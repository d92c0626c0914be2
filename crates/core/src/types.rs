//! 공통 도메인 타입: 스캔 종류, 출력 모드, 콘솔 로그 레벨

use std::fmt;

use serde::{Deserialize, Serialize};

/// 스캔 종류
///
/// 작업 생성 시 고정되며 이후 변경되지 않습니다.
#[derive(Debug, Clone, Copy, PartialEq, Eq, Hash, Serialize, Deserialize)]
#[serde(rename_all = "snake_case")]
pub enum ScanKind {
    /// 소스 코드 스캔 (생태계 탐지 + 의존성 추출)
    Source,
    /// 바이너리 / 소프트웨어 산출물 스캔 (.jar, .war 등)
    Binary,
    /// IoT 펌웨어 스캔
    Firmware,
}

impl ScanKind {
    /// 생태계 탐지가 필요한 스캔인지 반환합니다.
    pub fn inspects_ecosystems(&self) -> bool {
        matches!(self, Self::Source)
    }
}

impl fmt::Display for ScanKind {
    fn fmt(&self, f: &mut fmt::Formatter<'_>) -> fmt::Result {
        match self {
            Self::Source => write!(f, "source"),
            Self::Binary => write!(f, "binary"),
            Self::Firmware => write!(f, "firmware"),
        }
    }
}

/// 결과 출력 모드
#[derive(Debug, Clone, Copy, PartialEq, Eq, Serialize, Deserialize)]
#[serde(rename_all = "snake_case")]
pub enum OutputMode {
    /// 사람이 읽는 텍스트 출력
    Interactive,
    /// 기계 판독용 JSON 출력 (CI 연동)
    MachineReadable,
}

impl OutputMode {
    /// `--json` 플래그 값에서 출력 모드를 결정합니다.
    pub fn from_json_flag(json: bool) -> Self {
        if json {
            Self::MachineReadable
        } else {
            Self::Interactive
        }
    }
}

/// 콘솔 로그 레벨
///
/// `silent`는 콘솔 로그를 완전히 끕니다.
#[derive(Debug, Clone, Copy, PartialEq, Eq, Serialize, Deserialize)]
#[serde(rename_all = "lowercase")]
pub enum ConsoleLogLevel {
    Silent,
    Error,
    Warn,
    Info,
    Debug,
}

impl ConsoleLogLevel {
    /// 허용되는 레벨 이름 목록
    pub const NAMES: [&'static str; 5] = ["silent", "error", "warn", "info", "debug"];

    /// 문자열에서 레벨을 파싱합니다 (대소문자, 앞뒤 공백 무시).
    pub fn from_str_loose(s: &str) -> Option<Self> {
        match s.trim().to_lowercase().as_str() {
            "silent" => Some(Self::Silent),
            "error" => Some(Self::Error),
            "warn" => Some(Self::Warn),
            "info" => Some(Self::Info),
            "debug" => Some(Self::Debug),
            _ => None,
        }
    }
}

impl fmt::Display for ConsoleLogLevel {
    fn fmt(&self, f: &mut fmt::Formatter<'_>) -> fmt::Result {
        let name = match self {
            Self::Silent => "silent",
            Self::Error => "error",
            Self::Warn => "warn",
            Self::Info => "info",
            Self::Debug => "debug",
        };
        f.write_str(name)
    }
}

#[cfg(test)]
mod tests {
    use super::*;

    #[test]
    fn only_source_scan_inspects_ecosystems() {
        assert!(ScanKind::Source.inspects_ecosystems());
        assert!(!ScanKind::Binary.inspects_ecosystems());
        assert!(!ScanKind::Firmware.inspects_ecosystems());
    }

    #[test]
    fn output_mode_from_json_flag() {
        assert_eq!(OutputMode::from_json_flag(true), OutputMode::MachineReadable);
        assert_eq!(OutputMode::from_json_flag(false), OutputMode::Interactive);
    }

    #[test]
    fn console_log_level_parses_loosely() {
        assert_eq!(
            ConsoleLogLevel::from_str_loose(" WARN "),
            Some(ConsoleLogLevel::Warn)
        );
        assert_eq!(
            ConsoleLogLevel::from_str_loose("silent"),
            Some(ConsoleLogLevel::Silent)
        );
        assert_eq!(ConsoleLogLevel::from_str_loose("trace"), None);
        assert_eq!(ConsoleLogLevel::from_str_loose(""), None);
    }

    #[test]
    fn scan_kind_serializes_snake_case() {
        let json = serde_json::to_string(&ScanKind::Firmware).unwrap();
        assert_eq!(json, "\"firmware\"");
    }
}
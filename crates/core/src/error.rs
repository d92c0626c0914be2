//! 에러 타입: 도메인별 에러 정의
//!
//! 각 크레이트는 자기 도메인 에러(`EngineError`, `ApiError` 등)를 정의하고,
//! `From` 구현을 통해 최상위 [`DepwatchError`]로 변환합니다.

/// depwatch 최상위 에러 타입
#[derive(Debug, thiserror::Error)]
pub enum DepwatchError {
    /// 설정 관련 에러
    #[error("config error: {0}")]
    Config(#[from] ConfigError),

    /// 토큰 저장소 에러
    #[error("token error: {0}")]
    Token(#[from] TokenError),

    /// 스캔 엔진 에러 (생태계 탐지, 추출, 작업 상태)
    #[error("scan error: {0}")]
    Scan(String),

    /// 원격 서비스 전송 에러
    #[error("transport error: {0}")]
    Transport(String),

    /// 취소됨
    #[error("cancelled")]
    Cancelled,

    /// I/O 에러
    #[error("io error: {0}")]
    Io(#[from] std::io::Error),
}

/// 설정 관련 에러
#[derive(Debug, thiserror::Error)]
pub enum ConfigError {
    /// 설정 파일을 찾을 수 없음
    #[error("config file not found: {path}")]
    FileNotFound { path: String },

    /// 설정 파싱 실패
    #[error("failed to parse config: {reason}")]
    ParseFailed { reason: String },

    /// 유효하지 않은 설정 값
    #[error("invalid config value for '{field}': {reason}")]
    InvalidValue { field: String, reason: String },
}

/// 토큰 저장소 에러
#[derive(Debug, thiserror::Error)]
pub enum TokenError {
    /// 홈 디렉토리를 확인할 수 없음
    #[error("cannot determine home directory")]
    HomeDirUnavailable,

    /// 삭제할 토큰 파일이 없음
    #[error("token file not found")]
    TokenFileNotFound,

    /// 토큰 파일 I/O 실패
    #[error("{action} token file {path}: {source}")]
    Io {
        /// 수행하던 동작 (read, write, delete)
        action: &'static str,
        /// 토큰 파일 경로
        path: String,
        /// 원본 I/O 에러
        source: std::io::Error,
    },
}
------------------------------------------------------------------------
▶ _What is needed_
Once you have located every line with the word "reason" in the material above, list those lines.

▶ _Response to the task_
    #[error("failed to parse config: {reason}")]
    ParseFailed { reason: String },
    #[error("invalid config value for '{field}': {reason}")]
    InvalidValue { field: String, reason: String },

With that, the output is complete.